* EXERCISE INSTRUCTIONS *
Produce word for word the lines of the data below running from the one that has "pub fn render(&self)" to the one that has "fn stamp(at: DateTime<Utc>, offset: FixedOffset)", inclusive, and no others.

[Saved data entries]
--- START ---

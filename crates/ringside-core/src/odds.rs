//! # Odds Engine
//!
//! Recomputes MERON/WALA odds and collected commission from side pools.
//!
//! ## Formula
//! ```text
//! ┌─────────────────────────────────────────────────────────────────────────┐
//! │  side odds   = 1 + (1 - rate)     if side pool > 0                     │
//! │              = 0                  if side pool = 0                     │
//! │                                                                         │
//! │  commission  = (meron + wala + draw) × rate                            │
//! │                                                                         │
//! │  In basis points: odds_bps = 10000 + (10000 - rate_bps)                │
//! │                                                                         │
//! │  rate 10%  → 1.90x        rate 0% → 2.00x        rate 100% → 1.00x     │
//! │                                                                         │
//! │  Draw odds and the draw multiplier are operator-set and never touched. │
//! └─────────────────────────────────────────────────────────────────────────┘
//! ```

use serde::{Deserialize, Serialize};
use ts_rs::TS;

use crate::money::Money;
use crate::types::{CommissionRate, EventRecord, Odds, SidePools};
use crate::BPS_SCALE;

/// Values the engine writes back onto an event.
#[derive(Debug, Clone, Copy, PartialEq, Eq, Serialize, Deserialize, TS)]
#[ts(export)]
pub struct OddsQuote {
    pub meron_odds: Odds,
    pub wala_odds: Odds,
    pub commission_collected: Money,
}

impl OddsQuote {
    /// True when `event` already carries exactly these values. Writers use
    /// this to skip no-op updates, which keeps recompute-on-change from
    /// feeding itself.
    pub fn is_applied_to(&self, event: &EventRecord) -> bool {
        event.meron_odds == self.meron_odds
            && event.wala_odds == self.wala_odds
            && event.commission_collected == self.commission_collected
    }
}

/// Stateless pool-to-odds calculator.
pub struct OddsEngine;

impl OddsEngine {
    /// ## Example
    /// ```rust
    /// use ringside_core::money::Money;
    /// use ringside_core::odds::OddsEngine;
    /// use ringside_core::types::{CommissionRate, SidePools};
    ///
    /// let pools = SidePools::new(Money::from_pesos(1000), Money::zero(), Money::zero());
    /// let quote = OddsEngine::quote(&pools, CommissionRate::from_bps(1000));
    /// assert_eq!(quote.meron_odds.bps(), 19_000);
    /// assert!(quote.wala_odds.is_zero());
    /// assert_eq!(quote.commission_collected, Money::from_pesos(100));
    /// ```
    pub fn quote(pools: &SidePools, rate: CommissionRate) -> OddsQuote {
        let rate_bps = rate.bps().min(BPS_SCALE);
        let live = Odds::from_bps(BPS_SCALE + (BPS_SCALE - rate_bps));
        let side_odds = |pool: Money| if pool.is_positive() { live } else { Odds::zero() };

        OddsQuote {
            meron_odds: side_odds(pools.meron),
            wala_odds: side_odds(pools.wala),
            commission_collected: pools.total().commission(CommissionRate::from_bps(rate_bps)),
        }
    }

    /// Quote for an event's current pools.
    pub fn quote_event(event: &EventRecord, rate: CommissionRate) -> OddsQuote {
        Self::quote(&event.pools(), rate)
    }
}

// =============================================================================
// Unit Tests
// =============================================================================
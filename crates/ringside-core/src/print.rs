//! # Print Jobs
//!
//! Receipt content handed to whatever printer the terminal is paired with.
//!
//! ## Layout (58mm thermal)
//! ```text
//! ┌──────────────────────────────┐
//! │         BET RECEIPT          │  title
//! │──────────────────────────────│
//! │ 10/14/2025 08:00:00 PM       │  lines
//! │ Teller: Ana                  │
//! │ Bet ID: 2025-10-0042         │
//! │ ...                          │
//! │           [QR]               │  qr_payload (bet receipts only)
//! │──────────────────────────────│
//! │          THANK YOU!          │
//! └──────────────────────────────┘
//! ```

use chrono::{DateTime, FixedOffset, Utc};
use serde::{Deserialize, Serialize};
use ts_rs::TS;

use crate::settlement::{Assessment, SettlementStatus};
use crate::types::{Side, WagerRecord};

const RULE: &str = "--------------------------------";

#[derive(Debug, Clone, PartialEq, Eq, Serialize, Deserialize, TS)]
#[ts(export)]
pub struct PrintJob {
    pub title: String,
    pub lines: Vec<String>,
    pub qr_payload: Option<String>,
}

impl PrintJob {
    /// Receipt handed to the bettor when a wager is placed.
    pub fn bet_receipt(wager: &WagerRecord, qr_payload: String, offset: FixedOffset) -> Self {
        PrintJob {
            title: "BET RECEIPT".to_string(),
            lines: vec![
                stamp(wager.placed_at, offset),
                format!("Teller: {}", wager.teller_name),
                format!("Bet ID: {}", wager.id),
                format!("Fight ID: {}", wager.event_id),
                format!("Fight #: {}", wager.event_number),
                format!("Side: {}", wager.side),
                format!("Amount: {}", wager.amount.receipt_display()),
            ],
            qr_payload: Some(qr_payload),
        }
    }

    /// Receipt printed when a winning wager is paid out.
    pub fn payout_receipt(wager: &WagerRecord, assessment: &Assessment, offset: FixedOffset) -> Self {
        let odds_line = if assessment.side == Side::Draw {
            format!("Multiplier: {}x", assessment.odds)
        } else {
            format!("Odds: {}", assessment.odds)
        };
        PrintJob {
            title: "PAYOUT RECEIPT".to_string(),
            lines: vec![
                stamp(wager.placed_at, offset),
                format!("Teller: {}", wager.teller_name),
                format!("Bet ID: {}", wager.id),
                format!("Fight ID: {}", wager.event_id),
                format!("Side: {}", assessment.side),
                format!("Amount: {}", assessment.amount.receipt_display()),
                format!("Outcome: {}", assessment.outcome),
                odds_line,
                format!("Result: {}", result_label(assessment.status)),
                format!("PAYOUT: {}", assessment.payout.receipt_display()),
            ],
            qr_payload: None,
        }
    }

    /// Plain-text rendering, one printer line per element.
    pub fn render(&self) -> Vec<String> {
        let mut out = Vec::with_capacity(self.lines.len() + 6);
        out.push(self.title.clone());
        out.push(RULE.to_string());
        out.extend(self.lines.iter().cloned());
        if let Some(qr) = &self.qr_payload {
            out.push(format!("[QR] {qr}"));
        }
        out.push(RULE.to_string());
        out.push("THANK YOU!".to_string());
        out
    }
}

fn stamp(at: DateTime<Utc>, offset: FixedOffset) -> String {
    at.with_timezone(&offset).format("%m/%d/%Y %I:%M:%S %p").to_string()
}

fn result_label(status: SettlementStatus) -> &'static str {
    match status {
        SettlementStatus::Won => "WON",
        SettlementStatus::Lost => "LOST",
        SettlementStatus::Pending => "PENDING",
    }
}
//! # Wager Repository
//!
//! Wagers are keyed by `(teller_id, partition_key, id)`.
//!
//! ## Claim Race
//! ```text
//! ┌─────────────────────────────────────────────────────────────────────────┐
//! │  Terminal A                         Terminal B                         │
//! │  UPDATE … SET payout_claimed = 1    UPDATE … SET payout_claimed = 1    │
//! │  WHERE … AND payout_claimed = 0     WHERE … AND payout_claimed = 0     │
//! │       │ 1 row                            │ 0 rows                      │
//! │       ▼                                  ▼                              │
//! │  Claimed { claimed_at }             re-read → AlreadyClaimed           │
//! │                                                                         │
//! │  SQLite serializes writers, so exactly one UPDATE sees the 0.          │
//! └─────────────────────────────────────────────────────────────────────────┘
//! ```

use chrono::{DateTime, Utc};
use ringside_core::{LedgerEntry, Side, WagerRecord};
use sqlx::SqlitePool;
use tracing::{debug, warn};

use super::event::EventRepository;
use super::ledger::LedgerRepository;
use super::money_column;
use crate::error::{DbError, DbResult};

const SELECT_WAGER: &str = r#"
    SELECT teller_id, partition_key, id, teller_name, event_id, event_partition,
           event_number, session_number, side, amount_centavos, placed_at,
           payout_claimed, payout_claimed_at
    FROM wagers
"#;

/// Full address of one wager.
#[derive(Debug, Clone, PartialEq, Eq, Hash)]
pub struct WagerKey {
    pub teller_id: String,
    pub partition_key: String,
    pub wager_id: String,
}

impl WagerKey {
    pub fn of(wager: &WagerRecord) -> Self {
        WagerKey {
            teller_id: wager.teller_id.clone(),
            partition_key: wager.partition_key.clone(),
            wager_id: wager.id.clone(),
        }
    }
}

/// Result of a conditional claim.
#[derive(Debug, Clone, Copy, PartialEq, Eq)]
pub enum ClaimOutcome {
    /// This call flipped the flag.
    Claimed { claimed_at: DateTime<Utc> },
    /// Someone else got there first.
    AlreadyClaimed { claimed_at: Option<DateTime<Utc>> },
    NotFound,
}

#[derive(Debug, sqlx::FromRow)]
struct WagerRow {
    teller_id: String,
    partition_key: String,
    id: String,
    teller_name: String,
    event_id: String,
    event_partition: String,
    event_number: i64,
    session_number: i64,
    side: Side,
    amount_centavos: i64,
    placed_at: DateTime<Utc>,
    payout_claimed: bool,
    payout_claimed_at: Option<DateTime<Utc>>,
}

impl From<WagerRow> for WagerRecord {
    fn from(row: WagerRow) -> Self {
        WagerRecord {
            id: row.id,
            partition_key: row.partition_key,
            teller_id: row.teller_id,
            teller_name: row.teller_name,
            event_id: row.event_id,
            event_partition: row.event_partition,
            event_number: row.event_number,
            session_number: row.session_number,
            side: row.side,
            amount: money_column(row.amount_centavos),
            placed_at: row.placed_at,
            payout_claimed: row.payout_claimed,
            payout_claimed_at: row.payout_claimed_at,
        }
    }
}

/// Repository for wager database operations.
#[derive(Debug, Clone)]
pub struct WagerRepository {
    pool: SqlitePool,
}

impl WagerRepository {
    pub fn new(pool: SqlitePool) -> Self {
        WagerRepository { pool }
    }

    /// Stores a placed wager together with its pool increment and its bet
    /// ledger entry. All three land or none do.
    ///
    /// ## Errors
    /// - `NotFound("Open event")` if the event closed or resolved first
    /// - `UniqueViolation` if the wager id is already taken
    pub async fn record_placement(&self, wager: &WagerRecord, entry: &LedgerEntry) -> DbResult<()> {
        debug!(
            id = %wager.id,
            event = %wager.event_id,
            side = %wager.side,
            amount = %wager.amount,
            "Recording placement"
        );

        let mut tx = self
            .pool
            .begin()
            .await
            .map_err(|e| DbError::TransactionFailed(e.to_string()))?;

        EventRepository::add_stake(&mut tx, &wager.event_partition, &wager.event_id, wager.side, wager.amount).await?;
        insert_wager(&mut tx, wager).await?;
        LedgerRepository::insert_on(&mut tx, entry).await?;

        tx.commit()
            .await
            .map_err(|e| DbError::TransactionFailed(e.to_string()))?;
        Ok(())
    }

    /// Inserts a wager without touching pools (imports, tests).
    pub async fn insert(&self, wager: &WagerRecord) -> DbResult<()> {
        let mut conn = self.pool.acquire().await?;
        insert_wager(&mut conn, wager).await
    }

    pub async fn get(&self, key: &WagerKey) -> DbResult<Option<WagerRecord>> {
        let row: Option<WagerRow> = sqlx::query_as(&format!(
            "{SELECT_WAGER} WHERE teller_id = ?1 AND partition_key = ?2 AND id = ?3"
        ))
        .bind(&key.teller_id)
        .bind(&key.partition_key)
        .bind(&key.wager_id)
        .fetch_optional(&self.pool)
        .await?;

        Ok(row.map(WagerRecord::from))
    }

    /// A teller's wagers for one session in one partition.
    pub async fn list_session(
        &self,
        teller_id: &str,
        partition: &str,
        session_number: i64,
    ) -> DbResult<Vec<WagerRecord>> {
        let rows: Vec<WagerRow> = sqlx::query_as(&format!(
            "{SELECT_WAGER} WHERE teller_id = ?1 AND partition_key = ?2 AND session_number = ?3 \
             ORDER BY placed_at DESC"
        ))
        .bind(teller_id)
        .bind(partition)
        .bind(session_number)
        .fetch_all(&self.pool)
        .await?;

        Ok(rows.into_iter().map(WagerRecord::from).collect())
    }

    /// Marks the payout claimed if, and only if, it is not claimed yet.
    pub async fn claim(&self, key: &WagerKey, at: DateTime<Utc>) -> DbResult<ClaimOutcome> {
        let result = sqlx::query(
            r#"
            UPDATE wagers SET payout_claimed = 1, payout_claimed_at = ?4
            WHERE teller_id = ?1 AND partition_key = ?2 AND id = ?3 AND payout_claimed = 0
            "#,
        )
        .bind(&key.teller_id)
        .bind(&key.partition_key)
        .bind(&key.wager_id)
        .bind(at)
        .execute(&self.pool)
        .await?;

        if result.rows_affected() == 1 {
            debug!(id = %key.wager_id, "Payout claimed");
            return Ok(ClaimOutcome::Claimed { claimed_at: at });
        }

        match self.get(key).await? {
            Some(wager) => {
                warn!(id = %key.wager_id, "Claim lost: payout already claimed");
                Ok(ClaimOutcome::AlreadyClaimed {
                    claimed_at: wager.payout_claimed_at,
                })
            }
            None => Ok(ClaimOutcome::NotFound),
        }
    }
}

async fn insert_wager(conn: &mut sqlx::SqliteConnection, wager: &WagerRecord) -> DbResult<()> {
    sqlx::query(
        r#"
        INSERT INTO wagers (
            teller_id, partition_key, id, teller_name, event_id, event_partition,
            event_number, session_number, side, amount_centavos, placed_at,
            payout_claimed, payout_claimed_at
        ) VALUES (?1, ?2, ?3, ?4, ?5, ?6, ?7, ?8, ?9, ?10, ?11, ?12, ?13)
        "#,
    )
    .bind(&wager.teller_id)
    .bind(&wager.partition_key)
    .bind(&wager.id)
    .bind(&wager.teller_name)
    .bind(&wager.event_id)
    .bind(&wager.event_partition)
    .bind(wager.event_number)
    .bind(wager.session_number)
    .bind(wager.side)
    .bind(wager.amount.centavos())
    .bind(wager.placed_at)
    .bind(wager.payout_claimed)
    .bind(wager.payout_claimed_at)
    .execute(&mut *conn)
    .await?;

    Ok(())
}

// =============================================================================
// Unit Tests
// =============================================================================
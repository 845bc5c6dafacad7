//! # Counter Repository
//!
//! Per-month sequence counters (`wagers_counter_2025_10`). The increment
//! is a single upsert, so concurrent callers always get distinct values.

use sqlx::SqlitePool;
use tracing::trace;

use crate::error::DbResult;

#[derive(Debug, Clone)]
pub struct CounterRepository {
    pool: SqlitePool,
}

impl CounterRepository {
    pub fn new(pool: SqlitePool) -> Self {
        CounterRepository { pool }
    }

    /// Atomically increments `key` (creating it at 1) and returns the new value.
    pub async fn increment(&self, key: &str) -> DbResult<i64> {
        let value: i64 = sqlx::query_scalar(
            r#"
            INSERT INTO counters (key, value) VALUES (?1, 1)
            ON CONFLICT (key) DO UPDATE SET value = value + 1
            RETURNING value
            "#,
        )
        .bind(key)
        .fetch_one(&self.pool)
        .await?;

        trace!(key, value, "Counter incremented");
        Ok(value)
    }

    /// Current value, `None` if nothing was ever allocated under `key`.
    pub async fn current(&self, key: &str) -> DbResult<Option<i64>> {
        let value: Option<i64> = sqlx::query_scalar("SELECT value FROM counters WHERE key = ?1")
            .bind(key)
            .fetch_optional(&self.pool)
            .await?;
        Ok(value)
    }
}
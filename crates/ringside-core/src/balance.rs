//! # Balance Gate
//!
//! A teller can only hand out cash they have. Payouts are refused unless
//! the drawer float is positive and covers the full amount.

use crate::error::{CoreError, CoreResult};
use crate::money::Money;

pub struct BalanceGate;

impl BalanceGate {
    /// `balance > 0 && balance >= payout`.
    pub fn can_payout(balance: Money, payout: Money) -> bool {
        balance.is_positive() && balance >= payout
    }

    /// Same check as [`BalanceGate::can_payout`], as an error.
    pub fn check(balance: Money, payout: Money) -> CoreResult<()> {
        if Self::can_payout(balance, payout) {
            Ok(())
        } else {
            Err(CoreError::InsufficientBalance { balance, payout })
        }
    }
}

#[cfg(test)]
mod tests {
    use super::*;

    #[test]
    fn test_exact_float_pays() {
        assert!(BalanceGate::can_payout(Money::from_pesos(950), Money::from_pesos(950)));
        assert!(BalanceGate::check(Money::from_pesos(1000), Money::from_pesos(950)).is_ok());
    }

    #[test]
    fn test_short_float_refused() {
        assert!(!BalanceGate::can_payout(Money::from_pesos(900), Money::from_pesos(950)));
        assert!(matches!(
            BalanceGate::check(Money::from_pesos(900), Money::from_pesos(950)),
            Err(CoreError::InsufficientBalance { .. })
        ));
    }

    #[test]
    fn test_empty_drawer_refuses_even_zero_payout() {
        assert!(!BalanceGate::can_payout(Money::zero(), Money::zero()));
        assert!(!BalanceGate::can_payout(Money::from_pesos(-10), Money::zero()));
    }
}
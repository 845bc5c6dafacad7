//! # ringside-db: Database Layer for Ringside
//!
//! SQLite storage for the live config, monthly event and wager partitions,
//! sequence counters and the teller ledger.
//!
//! ## Architecture Position
//! ```text
//! ┌─────────────────────────────────────────────────────────────────────────┐
//! │  ringside-sync (feeds, allocator, desk, guard)                         │
//! │       │                                                                 │
//! │       ▼                                                                 │
//! │  ┌─────────────────────────────────────────────────────────────────┐   │
//! │  │                  ringside-db (THIS CRATE)                       │   │
//! │  │                                                                 │   │
//! │  │   ┌───────────────┐    ┌───────────────┐    ┌──────────────┐  │   │
//! │  │   │   Database    │    │  Repositories │    │  Migrations  │  │   │
//! │  │   │   (pool.rs)   │◄───│ config, event │    │  (embedded)  │  │   │
//! │  │   │  SqlitePool   │    │ wager, counter│    │ 001_init.sql │  │   │
//! │  │   │               │    │ ledger        │    │              │  │   │
//! │  │   └───────────────┘    └───────────────┘    └──────────────┘  │   │
//! │  └─────────────────────────────────────────────────────────────────┘   │
//! │       │                                                                 │
//! │       ▼                                                                 │
//! │  SQLite file (WAL), path from terminal.toml [storage]                  │
//! └─────────────────────────────────────────────────────────────────────────┘
//! ```
//!
//! ## Usage
//!
//! ```rust,ignore
//! use ringside_db::{Database, DbConfig};
//!
//! let db = Database::new(DbConfig::new("ringside.db")).await?;
//! let events = db.events().list_session("events_2025_10", 3).await?;
//! ```

pub mod error;
pub mod migrations;
pub mod pool;
pub mod repository;

pub use error::{DbError, DbResult};
pub use pool::{Database, DbConfig};

pub use repository::config::LiveConfigRepository;
pub use repository::counter::CounterRepository;
pub use repository::event::EventRepository;
pub use repository::ledger::LedgerRepository;
pub use repository::wager::{ClaimOutcome, WagerKey, WagerRepository};
//! # ringside-sync: Live Layer for Ringside
//!
//! Keeps a teller terminal current with the operator's live config, the
//! session's events and the teller's own wagers, and runs the operations
//! that change them: placing bets, pricing events and paying out.
//!
//! ## Architecture Overview
//! ```text
//! ┌─────────────────────────────────────────────────────────────────────────┐
//! │                        ringside-sync                                    │
//! │                                                                         │
//! │  ┌────────────────────────────────────────────────────────────────┐    │
//! │  │                     TerminalSession                            │    │
//! │  │  (session.rs - owns every subscription of one terminal)        │    │
//! │  └────────────────────────────────────────────────────────────────┘    │
//! │           │                    │                      │                │
//! │           ▼                    ▼                      ▼                │
//! │  ┌────────────────┐  ┌────────────────────┐  ┌────────────────────┐   │
//! │  │ ConfigWatcher  │  │   StreamMerger     │  │   OddsReactor      │   │
//! │  │                │  │   ×2 (events,      │  │                    │   │
//! │  │ watch<Option<  │  │   wagers), each    │  │ pools or rate      │   │
//! │  │  LiveConfig>>  │  │   over 2 feeds     │  │ changed → reprice  │   │
//! │  └────────────────┘  └────────────────────┘  └────────────────────┘   │
//! │           ▲                    ▲                      │                │
//! │           └──────── ChangeBus (bus.rs) ◄──── LiveStore (store.rs)     │
//! │                                                   ▲                    │
//! │  ┌────────────────┐  ┌────────────────────┐       │                    │
//! │  │  WagerDesk     │  │  SettlementGuard   │───────┤                    │
//! │  │  + Counter     │──┤  + BalanceGate     │       │                    │
//! │  │    Allocator   │  │                    │  TellerLedger             │
//! │  └────────────────┘  └────────────────────┘                            │
//! └─────────────────────────────────────────────────────────────────────────┘
//! ```
//!
//! ## Usage
//! ```rust,ignore
//! use ringside_sync::{LiveStore, TerminalConfig, TerminalSession};
//!
//! let config = TerminalConfig::load(None)?;
//! let store = LiveStore::new(Database::new(DbConfig::new(&config.storage.db_path)).await?);
//! let session = TerminalSession::start(store, &config)?;
//! session.wait_ready().await?;
//! let placement = session.place(Side::Wala, Money::from_pesos(500)).await?;
//! ```

pub mod allocator;
pub mod bus;
pub mod config;
pub mod desk;
pub mod error;
pub mod feed;
pub mod guard;
pub mod ledger;
pub mod merger;
pub mod odds;
pub mod printer;
pub mod session;
pub mod store;
pub mod watcher;

pub use allocator::{AllocatedId, CounterAllocator};
pub use bus::{Change, ChangeBus};
pub use config::TerminalConfig;
pub use desk::{Placement, WagerDesk};
pub use error::{SyncError, SyncResult};
pub use guard::{Redemption, SettlementGuard};
pub use ledger::{DailyStatement, TellerLedger};
pub use merger::{MergedStream, StreamMerger};
pub use odds::OddsReactor;
pub use printer::{LogPrinter, ReceiptPrinter};
pub use session::TerminalSession;
pub use store::LiveStore;
pub use watcher::ConfigWatcher;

--- END ---

* REPLY TO THE TASK *
    pub fn render(&self) -> Vec<String> {
        let mut out = Vec::with_capacity(self.lines.len() + 6);
        out.push(self.title.clone());
        out.push(RULE.to_string());
        out.extend(self.lines.iter().cloned());
        if let Some(qr) = &self.qr_payload {
            out.push(format!("[QR] {qr}"));
        }
        out.push(RULE.to_string());
        out.push("THANK YOU!".to_string());
        out
    }
}

fn stamp(at: DateTime<Utc>, offset: FixedOffset) -> String {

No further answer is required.